ゴシックアーマー、フリューテッドアーマー、マクシミリアン式プレートアーマー
 これらはプレートアーマーの発展したものである。ゴシックアーマーは、板金に畝を作り、先端も尖ったようなデザインであったが、板金に畝を作るのは軽量化と強度増大の両方を狙ったものである。
 フリューテッドアーマー、あるいは制作を命じた時の神聖ローマ皇帝マクシミリアン帝の名をとってマクシミリアン式鎧と呼ばれたものは、板金に細かな筋を入れたものであり、これも軽量化と強度増大両方を狙ったものである。デザイン的にも洗練されている。
 しかしこれらはプレートアーマーももはや消滅するという時代に現れたものであった。

バンデッドメイルアーマー、スプリットメイル
 チェインメイルに板金を貼り付けた鎧である。これは東欧でよく見られた。わかる人が見ると東欧っぽいとわかるデザインである。

プレートメイルアーマー
 同じくチェインメイルに板金を貼り付けた、というよりはチェインメイルに胸甲や板金籠手などをつけたもの。過渡期的な存在だったらしい。見るとバンデッドメイルアーマーに比べて西欧っぽいデザインである。

コートオブプレート
  布や革の裏地に板金を貼り付けた鎧。作るのが簡単であり、防禦力も高く、そこそこ動きやすく、扱いやすい。チェインメイルの上に着ることも多かったようだ。

ブリガンダイン、ブリガンディン
 コートオブプレートの板金を更に細かくしたもの。同じように作るのが簡単で、防禦力が高く、動きやすい。
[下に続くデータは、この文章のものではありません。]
//! Runs the mini-cart gate's plan against the backend.
//!
//! The gate in `bazaar_core::mini_cart` decides; this module performs the
//! calls, strictly one after the other, and writes the result into the
//! session's [`CartContext`].

use std::future::Future;
use std::time::Duration;

use bazaar_core::{Cart, GuestCartStatus, GuestCheck, GuestFollowUp, MiniCartGate, OpenPlan};
use chrono::{DateTime, Utc};

use super::cart_context::CartContext;
use crate::api::{ApiResult, Caller, MarketplaceClient};

/// Where the mini-cart gets its data.
pub trait CartSource {
    /// The cheap "does this guest have a cart" signal.
    fn guest_cart_status(&self) -> impl Future<Output = ApiResult<GuestCartStatus>> + Send;

    /// The full cart.
    fn full_cart(&self) -> impl Future<Output = ApiResult<Cart>> + Send;
}

/// [`CartSource`] backed by the marketplace API.
pub struct ApiCartSource<'a> {
    client: &'a MarketplaceClient,
    caller: &'a Caller,
}

impl<'a> ApiCartSource<'a> {
    #[must_use]
    pub const fn new(client: &'a MarketplaceClient, caller: &'a Caller) -> Self {
        Self { client, caller }
    }
}

impl CartSource for ApiCartSource<'_> {
    fn guest_cart_status(&self) -> impl Future<Output = ApiResult<GuestCartStatus>> + Send {
        self.client.guest_cart_status(self.caller)
    }

    fn full_cart(&self) -> impl Future<Output = ApiResult<Cart>> + Send {
        self.client.get_cart(self.caller)
    }
}

/// What opening the mini-cart did to the cart snapshot.
#[derive(Debug, Clone, PartialEq, Eq)]
pub enum MiniCartOutcome {
    /// No backend call was needed.
    Unchanged,
    /// The snapshot was refreshed.
    Loaded,
    /// The fetch failed; the old snapshot stays. Carries a visitor-safe message.
    Failed(String),
}

/// Open the mini-cart and bring the snapshot up to date if the gate asks for it.
pub async fn open_mini_cart<S: CartSource>(
    gate: &mut MiniCartGate,
    context: &mut CartContext,
    source: &S,
    authenticated: bool,
    freshness: Duration,
    now: DateTime<Utc>,
) -> MiniCartOutcome {
    let stale = context.is_stale(now, freshness);

    match gate.open(stale, authenticated) {
        OpenPlan::Skip => MiniCartOutcome::Unchanged,
        OpenPlan::FetchCart => fetch_full_cart(context, source, now).await,
        OpenPlan::CheckGuestCart => {
            let check = match source.guest_cart_status().await {
                Ok(status) if status.has_items() => GuestCheck::HasItems,
                Ok(_) => GuestCheck::Empty,
                Err(err) => {
                    tracing::warn!(error = %err, "Guest cart check failed, fetching full cart");
                    GuestCheck::Failed
                }
            };

            match gate.guest_check(check) {
                GuestFollowUp::FetchCart => fetch_full_cart(context, source, now).await,
                GuestFollowUp::UseEmptyCart => {
                    context.record(Cart::empty(), now);
                    MiniCartOutcome::Loaded
                }
            }
        }
    }
}

async fn fetch_full_cart<S: CartSource>(
    context: &mut CartContext,
    source: &S,
    now: DateTime<Utc>,
) -> MiniCartOutcome {
    match source.full_cart().await {
        Ok(cart) => {
            context.record(cart, now);
            MiniCartOutcome::Loaded
        }
        Err(err) => {
            tracing::warn!(error = %err, "Failed to load cart for mini-cart");
            MiniCartOutcome::Failed(err.user_message())
        }
    }
}

#[cfg(test)]
#[allow(clippy::unwrap_used)]
mod tests {
    use std::sync::atomic::{AtomicUsize, Ordering};

    use super::*;
    use crate::api::ApiError;

    const FRESHNESS: Duration = Duration::from_secs(60);

    /// Counts calls and answers from canned results.
    struct FakeSource {
        guest: Result<GuestCartStatus, u16>,
        cart: Result<Cart, u16>,
        guest_calls: AtomicUsize,
        cart_calls: AtomicUsize,
    }

    impl FakeSource {
        fn new(guest: Result<GuestCartStatus, u16>, cart: Result<Cart, u16>) -> Self {
            Self {
                guest,
                cart,
                guest_calls: AtomicUsize::new(0),
                cart_calls: AtomicUsize::new(0),
            }
        }

        fn calls(&self) -> (usize, usize) {
            (
                self.guest_calls.load(Ordering::SeqCst),
                self.cart_calls.load(Ordering::SeqCst),
            )
        }
    }

    fn server_error(status: u16) -> ApiError {
        ApiError::Status {
            status,
            message: "unavailable".to_string(),
        }
    }

    impl CartSource for FakeSource {
        async fn guest_cart_status(&self) -> ApiResult<GuestCartStatus> {
            self.guest_calls.fetch_add(1, Ordering::SeqCst);
            self.guest.map_err(server_error)
        }

        async fn full_cart(&self) -> ApiResult<Cart> {
            self.cart_calls.fetch_add(1, Ordering::SeqCst);
            self.cart.clone().map_err(server_error)
        }
    }

    fn cart(items: u32) -> Cart {
        Cart {
            total_items: items,
            ..Cart::empty()
        }
    }

    fn empty_guest() -> GuestCartStatus {
        GuestCartStatus::default()
    }

    fn guest_with(items: u32) -> GuestCartStatus {
        GuestCartStatus {
            exists: true,
            total_items: items,
        }
    }

    #[tokio::test]
    async fn test_fresh_cart_makes_no_calls() {
        let source = FakeSource::new(Ok(guest_with(1)), Ok(cart(1)));
        let mut gate = MiniCartGate::default();
        let mut context = CartContext::default();
        let now = Utc::now();
        context.record(cart(4), now);

        let outcome =
            open_mini_cart(&mut gate, &mut context, &source, false, FRESHNESS, now).await;

        assert_eq!(outcome, MiniCartOutcome::Unchanged);
        assert_eq!(source.calls(), (0, 0));
        assert_eq!(context.item_count(), 4);
    }

    #[tokio::test]
    async fn test_stale_signed_in_fetches_once() {
        let source = FakeSource::new(Ok(empty_guest()), Ok(cart(2)));
        let mut gate = MiniCartGate::default();
        let mut context = CartContext::default();
        let now = Utc::now();

        let outcome = open_mini_cart(&mut gate, &mut context, &source, true, FRESHNESS, now).await;

        assert_eq!(outcome, MiniCartOutcome::Loaded);
        assert_eq!(source.calls(), (0, 1));
        assert_eq!(context.item_count(), 2);
        assert!(!context.is_stale(now, FRESHNESS));

        // A second open before closing does not fetch again.
        context.invalidate();
        let outcome = open_mini_cart(&mut gate, &mut context, &source, true, FRESHNESS, now).await;
        assert_eq!(outcome, MiniCartOutcome::Unchanged);
        assert_eq!(source.calls(), (0, 1));
    }

    #[tokio::test]
    async fn test_empty_guest_cart_checks_only() {
        let source = FakeSource::new(Ok(guest_with(0)), Ok(cart(9)));
        let mut gate = MiniCartGate::default();
        let mut context = CartContext::default();
        let now = Utc::now();

        let outcome =
            open_mini_cart(&mut gate, &mut context, &source, false, FRESHNESS, now).await;

        assert_eq!(outcome, MiniCartOutcome::Loaded);
        assert_eq!(source.calls(), (1, 0));
        assert_eq!(context.cart(), Some(&Cart::empty()));
        assert!(!context.is_stale(now, FRESHNESS));
    }

    #[tokio::test]
    async fn test_guest_cart_with_items_is_fetched() {
        let source = FakeSource::new(Ok(guest_with(3)), Ok(cart(3)));
        let mut gate = MiniCartGate::default();
        let mut context = CartContext::default();

        let outcome =
            open_mini_cart(&mut gate, &mut context, &source, false, FRESHNESS, Utc::now()).await;

        assert_eq!(outcome, MiniCartOutcome::Loaded);
        assert_eq!(source.calls(), (1, 1));
        assert_eq!(context.item_count(), 3);
    }

    #[tokio::test]
    async fn test_guest_check_error_falls_back_to_fetch() {
        let source = FakeSource::new(Err(503), Ok(cart(1)));
        let mut gate = MiniCartGate::default();
        let mut context = CartContext::default();

        let outcome =
            open_mini_cart(&mut gate, &mut context, &source, false, FRESHNESS, Utc::now()).await;

        assert_eq!(outcome, MiniCartOutcome::Loaded);
        assert_eq!(source.calls(), (1, 1));
        assert_eq!(context.item_count(), 1);
    }

    #[tokio::test]
    async fn test_fetch_failure_keeps_old_snapshot() {
        let source = FakeSource::new(Ok(empty_guest()), Err(500));
        let mut gate = MiniCartGate::default();
        let mut context = CartContext::default();
        let earlier = Utc::now() - chrono::TimeDelta::minutes(5);
        context.record(cart(2), earlier);

        let outcome =
            open_mini_cart(&mut gate, &mut context, &source, true, FRESHNESS, Utc::now()).await;

        assert!(matches!(outcome, MiniCartOutcome::Failed(_)));
        assert_eq!(context.item_count(), 2);
        assert!(context.is_stale(Utc::now(), FRESHNESS));
    }
}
かなり理想的な鎧である。更には布や革の裏に板金を貼るため、表の布や革に装飾などを施しやすくデザインに幅をもたせられる。
 というわけで見た目も派手にすることができ、着色もできるため、JRPGの主人公にはおすすめの鎧である。というか普通に冒険者におすすめである。
 ちなみにブリガンドとは兵士、雑兵の意味らしい。


 というわけで久しぶりに真面目に普通のファンタジーらしいお話をしてみた。もっともここに書いてあるようなことは大半がウィキペディアにも書いてあるので、というか参考にもしていたし、このつまらんブログも存在価値が怪しいというものである。